■ **WORK TASK**
Locate the word "rand" in the entries below, then gather every line that holds it.

■ **Dataset entries**
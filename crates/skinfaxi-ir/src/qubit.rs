//! Qubit and classical bit identifiers.

use serde::{Deserialize, Serialize};
use std::fmt;

/// Unique identifier for a qubit within a circuit.
#[derive(Debug, Clone, Copy, PartialEq, Eq, Hash, Serialize, Deserialize)]
pub struct QubitId(pub u32);

impl fmt::Display for QubitId {
    fn fmt(&self, f: &mut fmt::Formatter<'_>) -> fmt::Result {
        write!(f, "q{}", self.0)
    }
}

impl From<u32> for QubitId {
    fn from(id: u32) -> Self {
        QubitId(id)
    }
}

/// Unique identifier for a classical bit within a circuit.
#[derive(Debug, Clone, Copy, PartialEq, Eq, Hash, Serialize, Deserialize)]
pub struct ClbitId(pub u32);

impl fmt::Display for ClbitId {
    fn fmt(&self, f: &mut fmt::Formatter<'_>) -> fmt::Result {
        write!(f, "c{}", self.0)
    }
}

impl From<u32> for ClbitId {
    fn from(id: u32) -> Self {
        ClbitId(id)
    }
}

#[cfg(test)]
mod tests {
    use super::*;

    #[test]
    fn test_display() {
        assert_eq!(format!("{}", QubitId(3)), "q3");
        assert_eq!(format!("{}", ClbitId(0)), "c0");
    }
}
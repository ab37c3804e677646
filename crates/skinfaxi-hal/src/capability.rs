//! Backend capability introspection.

use serde::{Deserialize, Serialize};

/// What a quantum backend can do: qubit count, shot limit, and whether it
/// is a simulator. The dispatcher uses this for routing; the CLI for
/// listings.
#[derive(Debug, Clone, Serialize, Deserialize)]
pub struct Capabilities {
    /// Name of the backend.
    pub name: String,
    /// Number of qubits available.
    pub num_qubits: u32,
    /// Maximum number of shots per job.
    pub max_shots: u32,
    /// Whether this is a simulator (`true`) vs real hardware (`false`).
    /// MUST be set from authoritative source data, not string heuristics.
    pub is_simulator: bool,
}

impl Capabilities {
    /// Capabilities of the local statevector simulator.
    pub fn simulator(num_qubits: u32) -> Self {
        Self {
            name: "aer_simulator".into(),
            num_qubits,
            max_shots: 100_000,
            is_simulator: true,
        }
    }

    /// Capabilities of a remote hardware device.
    pub fn hardware(name: impl Into<String>, num_qubits: u32) -> Self {
        Self {
            name: name.into(),
            num_qubits,
            max_shots: 20_000,
            is_simulator: false,
        }
    }
}

#[cfg(test)]
mod tests {
    use super::*;

    #[test]
    fn test_simulator_capabilities() {
        let caps = Capabilities::simulator(20);
        assert!(caps.is_simulator);
        assert_eq!(caps.num_qubits, 20);
        assert_eq!(caps.name, "aer_simulator");
    }

    #[test]
    fn test_hardware_capabilities() {
        let caps = Capabilities::hardware("ibm_torino", 133);
        assert!(!caps.is_simulator);
        assert_eq!(caps.num_qubits, 133);
    }
}
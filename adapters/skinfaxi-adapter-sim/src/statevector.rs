//! Statevector simulation engine.

use num_complex::Complex64;
use std::f64::consts::PI;

use skinfaxi_ir::{Instruction, InstructionKind, StandardGate};

/// A statevector representing a quantum state.
pub struct Statevector {
    /// The state amplitudes (2^n complex numbers).
    amplitudes: Vec<Complex64>,
    /// Number of qubits.
    num_qubits: usize,
}

impl Statevector {
    /// Create a new statevector initialized to |0...0⟩.
    pub fn new(num_qubits: usize) -> Self {
        let size = 1 << num_qubits;
        let mut amplitudes = vec![Complex64::new(0.0, 0.0); size];
        amplitudes[0] = Complex64::new(1.0, 0.0);
        Self {
            amplitudes,
            num_qubits,
        }
    }

    /// Get the number of qubits.
    pub fn num_qubits(&self) -> usize {
        self.num_qubits
    }

    /// Probability of measuring basis state `index`.
    pub fn probability(&self, index: usize) -> f64 {
        self.amplitudes[index].norm_sqr()
    }

    /// Apply an instruction to the statevector.
    ///
    /// Measurements and barriers don't modify the state; sampling happens
    /// once per shot after all gates are applied.
    pub fn apply(&mut self, instruction: &Instruction) {
        match &instruction.kind {
            InstructionKind::Gate(gate) => {
                let qubits: Vec<_> = instruction.qubits.iter().map(|q| q.0 as usize).collect();
                self.apply_gate(gate, &qubits);
            }
            InstructionKind::Measure | InstructionKind::Barrier => {}
        }
    }

    fn apply_gate(&mut self, gate: &StandardGate, qubits: &[usize]) {
        match gate {
            StandardGate::I => {}
            StandardGate::X => self.apply_x(qubits[0]),
            StandardGate::Y => self.apply_y(qubits[0]),
            StandardGate::Z => self.apply_z(qubits[0]),
            StandardGate::H => self.apply_h(qubits[0]),
            StandardGate::S => self.apply_phase(qubits[0], PI / 2.0),
            StandardGate::Sdg => self.apply_phase(qubits[0], -PI / 2.0),
            StandardGate::T => self.apply_phase(qubits[0], PI / 4.0),
            StandardGate::Tdg => self.apply_phase(qubits[0], -PI / 4.0),
            StandardGate::Rx(theta) => self.apply_rx(qubits[0], *theta),
            StandardGate::Ry(theta) => self.apply_ry(qubits[0], *theta),
            StandardGate::Rz(theta) => self.apply_rz(qubits[0], *theta),
            StandardGate::P(theta) => self.apply_phase(qubits[0], *theta),
            StandardGate::CX => self.apply_cx(qubits[0], qubits[1]),
            StandardGate::CY => self.apply_cy(qubits[0], qubits[1]),
            StandardGate::CZ => self.apply_cz(qubits[0], qubits[1]),
            StandardGate::CH => self.apply_ch(qubits[0], qubits[1]),
            StandardGate::Swap => self.apply_swap(qubits[0], qubits[1]),
            StandardGate::CRz(theta) => self.apply_crz(qubits[0], qubits[1], *theta),
            StandardGate::CP(theta) => self.apply_cp(qubits[0], qubits[1], *theta),
            StandardGate::CCX => self.apply_ccx(qubits[0], qubits[1], qubits[2]),
        }
    }

    // =========================================================================
    // Single-qubit gate implementations
    // =========================================================================

    fn apply_x(&mut self, qubit: usize) {
        let mask = 1 << qubit;
        for i in 0..(1 << self.num_qubits) {
            if i & mask == 0 {
                let j = i | mask;
                self.amplitudes.swap(i, j);
            }
        }
    }

    fn apply_y(&mut self, qubit: usize) {
        let mask = 1 << qubit;
        let i_val = Complex64::new(0.0, 1.0);
        for i in 0..(1 << self.num_qubits) {
            if i & mask == 0 {
                let j = i | mask;
                let tmp = self.amplitudes[i];
                self.amplitudes[i] = -i_val * self.amplitudes[j];
                self.amplitudes[j] = i_val * tmp;
            }
        }
    }

    fn apply_z(&mut self, qubit: usize) {
        let mask = 1 << qubit;
        for i in 0..(1 << self.num_qubits) {
            if i & mask != 0 {
                self.amplitudes[i] = -self.amplitudes[i];
            }
        }
    }

    fn apply_h(&mut self, qubit: usize) {
        let mask = 1 << qubit;
        let sqrt2_inv = 1.0 / 2.0_f64.sqrt();
        for i in 0..(1 << self.num_qubits) {
            if i & mask == 0 {
                let j = i | mask;
                let a = self.amplitudes[i];
                let b = self.amplitudes[j];
                self.amplitudes[i] = sqrt2_inv * (a + b);
                self.amplitudes[j] = sqrt2_inv * (a - b);
            }
        }
    }

    fn apply_phase(&mut self, qubit: usize, theta: f64) {
        let mask = 1 << qubit;
        let phase = Complex64::from_polar(1.0, theta);
        for i in 0..(1 << self.num_qubits) {
            if i & mask != 0 {
                self.amplitudes[i] *= phase;
            }
        }
    }

    fn apply_rx(&mut self, qubit: usize, theta: f64) {
        let mask = 1 << qubit;
        let c = (theta / 2.0).cos();
        let s = (theta / 2.0).sin();
        let neg_i_s = Complex64::new(0.0, -s);
        for i in 0..(1 << self.num_qubits) {
            if i & mask == 0 {
                let j = i | mask;
                let a = self.amplitudes[i];
                let b = self.amplitudes[j];
                self.amplitudes[i] = c * a + neg_i_s * b;
                self.amplitudes[j] = neg_i_s * a + c * b;
            }
        }
    }

    fn apply_ry(&mut self, qubit: usize, theta: f64) {
        let mask = 1 << qubit;
        let c = (theta / 2.0).cos();
        let s = (theta / 2.0).sin();
        for i in 0..(1 << self.num_qubits) {
            if i & mask == 0 {
                let j = i | mask;
                let a = self.amplitudes[i];
                let b = self.amplitudes[j];
                self.amplitudes[i] = c * a - s * b;
                self.amplitudes[j] = s * a + c * b;
            }
        }
    }

    fn apply_rz(&mut self, qubit: usize, theta: f64) {
        let mask = 1 << qubit;
        let phase_0 = Complex64::from_polar(1.0, -theta / 2.0);
        let phase_1 = Complex64::from_polar(1.0, theta / 2.0);
        for i in 0..(1 << self.num_qubits) {
            if i & mask == 0 {
                self.amplitudes[i] *= phase_0;
            } else {
                self.amplitudes[i] *= phase_1;
            }
        }
    }

    // =========================================================================
    // Two-qubit gate implementations
    // =========================================================================

    fn apply_cx(&mut self, control: usize, target: usize) {
        let ctrl_mask = 1 << control;
        let tgt_mask = 1 << target;
        for i in 0..(1 << self.num_qubits) {
            if (i & ctrl_mask != 0) && (i & tgt_mask == 0) {
                let j = i | tgt_mask;
                self.amplitudes.swap(i, j);
            }
        }
    }

    fn apply_cy(&mut self, control: usize, target: usize) {
        let ctrl_mask = 1 << control;
        let tgt_mask = 1 << target;
        let i_val = Complex64::new(0.0, 1.0);
        for i in 0..(1 << self.num_qubits) {
            if (i & ctrl_mask != 0) && (i & tgt_mask == 0) {
                let j = i | tgt_mask;
                let tmp = self.amplitudes[i];
                self.amplitudes[i] = -i_val * self.amplitudes[j];
                self.amplitudes[j] = i_val * tmp;
            }
        }
    }

    fn apply_cz(&mut self, control: usize, target: usize) {
        let ctrl_mask = 1 << control;
        let tgt_mask = 1 << target;
        for i in 0..(1 << self.num_qubits) {
            if (i & ctrl_mask != 0) && (i & tgt_mask != 0) {
                self.amplitudes[i] = -self.amplitudes[i];
            }
        }
    }

    fn apply_ch(&mut self, control: usize, target: usize) {
        let ctrl_mask = 1 << control;
        let tgt_mask = 1 << target;
        let sqrt2_inv = 1.0 / 2.0_f64.sqrt();
        for i in 0..(1 << self.num_qubits) {
            if (i & ctrl_mask != 0) && (i & tgt_mask == 0) {
                let j = i | tgt_mask;
                let a = self.amplitudes[i];
                let b = self.amplitudes[j];
                self.amplitudes[i] = sqrt2_inv * (a + b);
                self.amplitudes[j] = sqrt2_inv * (a - b);
            }
        }
    }

    fn apply_swap(&mut self, q1: usize, q2: usize) {
        let mask1 = 1 << q1;
        let mask2 = 1 << q2;
        for i in 0..(1 << self.num_qubits) {
            let b1 = (i & mask1) != 0;
            let b2 = (i & mask2) != 0;
            if b1 && !b2 {
                let j = (i & !mask1) | mask2;
                self.amplitudes.swap(i, j);
            }
        }
    }

    fn apply_crz(&mut self, control: usize, target: usize, theta: f64) {
        let ctrl_mask = 1 << control;
        let tgt_mask = 1 << target;
        let phase_0 = Complex64::from_polar(1.0, -theta / 2.0);
        let phase_1 = Complex64::from_polar(1.0, theta / 2.0);
        for i in 0..(1 << self.num_qubits) {
            if i & ctrl_mask != 0 {
                if i & tgt_mask == 0 {
                    self.amplitudes[i] *= phase_0;
                } else {
                    self.amplitudes[i] *= phase_1;
                }
            }
        }
    }

    fn apply_cp(&mut self, control: usize, target: usize, theta: f64) {
        let ctrl_mask = 1 << control;
        let tgt_mask = 1 << target;
        let phase = Complex64::from_polar(1.0, theta);
        for i in 0..(1 << self.num_qubits) {
            if (i & ctrl_mask != 0) && (i & tgt_mask != 0) {
                self.amplitudes[i] *= phase;
            }
        }
    }

    // =========================================================================
    // Three-qubit gate implementations
    // =========================================================================

    fn apply_ccx(&mut self, c1: usize, c2: usize, target: usize) {
        let c1_mask = 1 << c1;
        let c2_mask = 1 << c2;
        let tgt_mask = 1 << target;
        for i in 0..(1 << self.num_qubits) {
            if (i & c1_mask != 0) && (i & c2_mask != 0) && (i & tgt_mask == 0) {
                let j = i | tgt_mask;
                self.amplitudes.swap(i, j);
            }
        }
    }

    /// Sample a measurement outcome as a basis-state index.
    pub fn sample(&self) -> usize {
        use rand::Rng;
        let mut rng = rand::thread_rng();
        let r: f64 = rng.r#gen();

        let mut cumulative = 0.0;
        for (i, amp) in self.amplitudes.iter().enumerate() {
            cumulative += amp.norm_sqr();
            if r < cumulative {
                return i;
            }
        }

        // Fallback (shouldn't happen with normalized states)
        self.amplitudes.len() - 1
    }
}

#[cfg(test)]
mod tests {
    use super::*;

    fn approx_eq(a: Complex64, b: Complex64) -> bool {
        (a - b).norm() < 1e-10
    }

    #[test]
    fn test_initial_state() {
        let sv = Statevector::new(2);
        assert!(approx_eq(sv.amplitudes[0], Complex64::new(1.0, 0.0)));
        assert!(approx_eq(sv.amplitudes[1], Complex64::new(0.0, 0.0)));
        assert!(approx_eq(sv.amplitudes[2], Complex64::new(0.0, 0.0)));
        assert!(approx_eq(sv.amplitudes[3], Complex64::new(0.0, 0.0)));
    }

    #[test]
    fn test_hadamard() {
        let mut sv = Statevector::new(1);
        sv.apply_h(0);

        let sqrt2_inv = 1.0 / 2.0_f64.sqrt();
        assert!(approx_eq(sv.amplitudes[0], Complex64::new(sqrt2_inv, 0.0)));
        assert!(approx_eq(sv.amplitudes[1], Complex64::new(sqrt2_inv, 0.0)));
    }

    #[test]
    fn test_bell_state() {
        let mut sv = Statevector::new(2);
        sv.apply_h(0);
        sv.apply_cx(0, 1);

        let sqrt2_inv = 1.0 / 2.0_f64.sqrt();
        assert!(approx_eq(sv.amplitudes[0], Complex64::new(sqrt2_inv, 0.0)));
        assert!(approx_eq(sv.amplitudes[1], Complex64::new(0.0, 0.0)));
        assert!(approx_eq(sv.amplitudes[2], Complex64::new(0.0, 0.0)));
        assert!(approx_eq(sv.amplitudes[3], Complex64::new(sqrt2_inv, 0.0)));
    }

    #[test]
    fn test_x_gate() {
        let mut sv = Statevector::new(1);
        sv.apply_x(0);

        assert!(approx_eq(sv.amplitudes[0], Complex64::new(0.0, 0.0)));
        assert!(approx_eq(sv.amplitudes[1], Complex64::new(1.0, 0.0)));
    }

    #[test]
    fn test_qft_eigenstate() {
        use std::f64::consts::PI;

        // (|00⟩ + |10⟩)/√2 — indices 0 and 2 — is an eigenstate of the
        // 2-qubit QFT: probabilities are unchanged by the transform.
        let mut sv = Statevector::new(2);
        sv.apply_h(1);

        sv.apply_h(1);
        sv.apply_cp(0, 1, PI / 2.0);
        sv.apply_h(0);
        sv.apply_swap(0, 1);

        assert!((sv.probability(0) - 0.5).abs() < 1e-10);
        assert!(sv.probability(1) < 1e-10);
        assert!((sv.probability(2) - 0.5).abs() < 1e-10);
        assert!(sv.probability(3) < 1e-10);
    }

    #[test]
    fn test_sample_deterministic() {
        // |1⟩ state should always sample to 1
        let mut sv = Statevector::new(1);
        sv.apply_x(0);

        for _ in 0..100 {
            assert_eq!(sv.sample(), 1);
        }
    }
}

■ **RESPONSE TO THIS TASK**
        use rand::Rng;
        let mut rng = rand::thread_rng();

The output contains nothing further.